The suggestion to patent an idea, or keep your idea a secret, may be not a surprise. Why would anyone publish a useful idea? To understand why publishing is advantageous, you must first understand the reasons to patent or keep secret an idea.
Patenting an invention provides patent holder the to prevent anyone else from utilizing that invention. The patent makes the idea worth more because the patent holder has a legal monopoly. Competition can be restrained to greatly increase income. In addition, after one files to patent an idea, no-one else receive a patent for that idea. Patents can also be which is used to ward off patent infringement lawsuits.
Unfortunately, patents furthermore expensive. Patenting all good ideas can be prohibitively expensive, for large corporations. Still, one’s best ideas should be protected with a clair.
The biggest drawback to a patent, besides cost, is certain must disclose plan
ideas for inventions seems to be to get the patent. For many inventions this does not matter. For example, for your price of the product, everyone view the inventive improvements to a new television set perhaps a more efficient carburetor. However, if the invention is individuals is hard to see, like an inexpensive way to produce high-grade steel or route cellular telephone calls, then so invention public along with a patent might not be a good proposition. Instead, it may be more profitable to keep the idea a secret, protecting the idea without a patent.

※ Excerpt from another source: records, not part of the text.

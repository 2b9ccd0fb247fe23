use std::sync::atomic::{AtomicUsize, Ordering};
use std::sync::Mutex;

/// Thread-safe progress reporting for stack loads.
///
/// Purely observational: the loader never reads anything back from the sink.
/// All methods have default no-op implementations.
pub trait ProgressSink: Send + Sync {
    /// A new phase with `total_steps` work items has started.
    fn init(&self, _total_steps: usize, _label: &str) {}

    /// `n` more work items completed. May be called from worker threads.
    fn advance(&self, _n: usize) {}

    /// The current phase is finished.
    fn close(&self) {}
}

/// One reporting phase; closes the sink when dropped, early error
/// returns included.
pub struct Phase<'a> {
    sink: &'a dyn ProgressSink,
}

impl<'a> Phase<'a> {
    pub fn start(sink: &'a dyn ProgressSink, total_steps: usize, label: &str) -> Self {
        sink.init(total_steps, label);
        Self { sink }
    }

    pub fn advance(&self, n: usize) {
        self.sink.advance(n);
    }
}

impl Drop for Phase<'_> {
    fn drop(&mut self) {
        self.sink.close();
    }
}

/// Sink that drops every report.
#[derive(Clone, Copy, Debug, Default)]
pub struct NoProgress;

impl ProgressSink for NoProgress {}

/// Sink that records what it was told; useful for tests and summaries.
#[derive(Debug, Default)]
pub struct CountingProgress {
    advanced: AtomicUsize,
    phases: Mutex<Vec<(String, usize)>>,
    closed: AtomicUsize,
}

impl CountingProgress {
    pub fn new() -> Self {
        Self::default()
    }

    /// Total of every `advance` call across all phases.
    pub fn advanced(&self) -> usize {
        self.advanced.load(Ordering::Relaxed)
    }

    /// `(label, total_steps)` per `init` call, in order.
    pub fn phases(&self) -> Vec<(String, usize)> {
        self.phases
            .lock()
            .map(|p| p.clone())
            .unwrap_or_default()
    }

    pub fn closed(&self) -> usize {
        self.closed.load(Ordering::Relaxed)
    }
}

impl ProgressSink for CountingProgress {
    fn init(&self, total_steps: usize, label: &str) {
        if let Ok(mut phases) = self.phases.lock() {
            phases.push((label.to_string(), total_steps));
        }
    }

    fn advance(&self, n: usize) {
        self.advanced.fetch_add(n, Ordering::Relaxed);
    }

    fn close(&self) {
        self.closed.fetch_add(1, Ordering::Relaxed);
    }
}
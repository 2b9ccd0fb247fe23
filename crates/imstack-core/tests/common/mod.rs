#![allow(dead_code)]

use std::path::{Path, PathBuf};

use imstack_core::io::fits::{write_fits, FitsPixel};
use imstack_core::io::ser::SER_HEADER_SIZE;
use ndarray::{Array2, Array3};

/// Build a SER file header for mono 8-bit frames.
///
/// Returns a `Vec<u8>` containing just the 178-byte header.
/// Append frame pixel data after calling this function.
pub fn build_ser_header(width: u32, height: u32, num_frames: usize) -> Vec<u8> {
    build_ser_header_full(width, height, 8, num_frames, 0)
}

/// Build a SER file header with configurable bit depth and color mode.
///
/// `color_id`: 0=MONO, 100=RGB, 101=BGR
pub fn build_ser_header_full(
    width: u32,
    height: u32,
    bit_depth: u32,
    num_frames: usize,
    color_id: i32,
) -> Vec<u8> {
    let mut buf = Vec::with_capacity(SER_HEADER_SIZE);

    // Magic (14 bytes)
    buf.extend_from_slice(b"LUCAM-RECORDER");
    // LuID (4 bytes)
    buf.extend_from_slice(&0i32.to_le_bytes());
    // ColorID (4 bytes)
    buf.extend_from_slice(&color_id.to_le_bytes());
    // LittleEndian = 0 (little-endian per Siril convention)
    buf.extend_from_slice(&0i32.to_le_bytes());
    buf.extend_from_slice(&(width as i32).to_le_bytes());
    buf.extend_from_slice(&(height as i32).to_le_bytes());
    buf.extend_from_slice(&(bit_depth as i32).to_le_bytes());
    buf.extend_from_slice(&(num_frames as i32).to_le_bytes());
    // Observer, Instrument, Telescope (40 bytes each)
    buf.extend_from_slice(&[0u8; 120]);
    // DateTime, DateTimeUTC
    buf.extend_from_slice(&0u64.to_le_bytes());
    buf.extend_from_slice(&0u64.to_le_bytes());

    assert_eq!(buf.len(), SER_HEADER_SIZE);
    buf
}

/// Build a complete synthetic mono 8-bit SER file with the given frame data.
pub fn build_ser_with_frames(width: u32, height: u32, frames: &[Vec<u8>]) -> Vec<u8> {
    let mut buf = build_ser_header(width, height, frames.len());
    for frame in frames {
        buf.extend_from_slice(frame);
    }
    buf
}

/// Write raw bytes as `dir/name` and return the path.
pub fn write_bytes(dir: &Path, name: &str, data: &[u8]) -> PathBuf {
    let path = dir.join(name);
    std::fs::write(&path, data).expect("write test file");
    path
}

/// Write a 2D FITS image filled with one value.
pub fn write_flat_fits<T: FitsPixel>(dir: &Path, name: &str, h: usize, w: usize, value: T) -> PathBuf {
    let path = dir.join(name);
    write_fits(&path, &Array2::from_elem((h, w), value)).expect("write FITS image");
    path
}

/// Write a 3D FITS stack whose frame `i` is filled with `i * 10 + pixel index`.
pub fn write_ramp_fits_stack(dir: &Path, name: &str, count: usize, h: usize, w: usize) -> PathBuf {
    let path = dir.join(name);
    let data = ramp_stack(count, h, w);
    write_fits(&path, &data).expect("write FITS stack");
    path
}

pub fn ramp_stack(count: usize, h: usize, w: usize) -> Array3<i16> {
    Array3::from_shape_fn((count, h, w), |(i, y, x)| (i * 10 + y * w + x) as i16)
}

/// Raw FITS bytes for headers no writer would produce: the given cards then
/// END, padded, then `data`.
pub fn build_fits(cards: &[(&str, &str)], data: &[u8]) -> Vec<u8> {
    let mut buf = Vec::new();
    for (key, value) in cards {
        buf.extend_from_slice(format!("{key:<8}= {value:>20}{:<50}", "").as_bytes());
    }
    buf.extend_from_slice(format!("{:<80}", "END").as_bytes());
    pad_block(&mut buf, b' ');
    buf.extend_from_slice(data);
    pad_block(&mut buf, 0);
    buf
}

fn pad_block(buf: &mut Vec<u8>, fill: u8) {
    let rem = buf.len() % 2880;
    if rem != 0 {
        buf.resize(buf.len() + 2880 - rem, fill);
    }
}
pub mod enumerate;
pub mod fits;
pub mod image_io;
#[cfg(feature = "nexus")]
pub mod nexus;
pub mod pixels;
pub mod registry;
pub mod ser;

use std::path::Path;

use crate::error::Result;
use crate::frame::ImageFormat;
use pixels::DecodedImage;
use registry::DecoderRegistry;

/// Read one image file with the decoder registered for `format`.
pub fn imread(registry: &DecoderRegistry, path: &Path, format: ImageFormat) -> Result<DecodedImage> {
    registry.image_decoder(format)?.decode(path)
}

Using trade secret laws, one can stop employees while that learn powering from you from profiting from
new product ideas thought. Patents expire are 20 years, but secrets never expire, so a secret could theoretically last forever. Unfortunately, trade secret laws will not protect your secret idea if someone else discovers it one her own. Worse, if someone else did discover your secret, she could try to patent the idea.
Publishing an idea shares advantages and drawbacks with both patenting and secrecy. Like keeping an idea secret, publishing is essentially free. Like a patent, publishing also protects by preventing others from patenting the idea. As quickly as an idea is published, one particular else in the world can
how to pitch an invention idea to a company patent that it.
However, in the United States, the inventor still has one year after publication to file a patent submission. So you could publish your idea, preventing every else from patenting it, and then wait a year before filing for getting a patent. This essentially gives the inventor free protection for every year.
If an inventor doesn’t file for their patent on primary obstacle within a year of its publication, the idea becomes part of the islands domain. However, even if the public domain, a published idea is still valuable intellectual property. The published idea is prior art that can be used to invalidate patents that are asserted against the inventor. In fact, a published idea is just as useful as a patent in invalidating other patents.
If you don’t patent or keep secret an idea, you should publish it. There are seven billion people in the world, and they generate two million patent applications every year, plus countless other publications. Someone will have your idea soon. Ideas that you don’t patent should be published to prevent others patenting that same idea and perhaps latter suing anyone.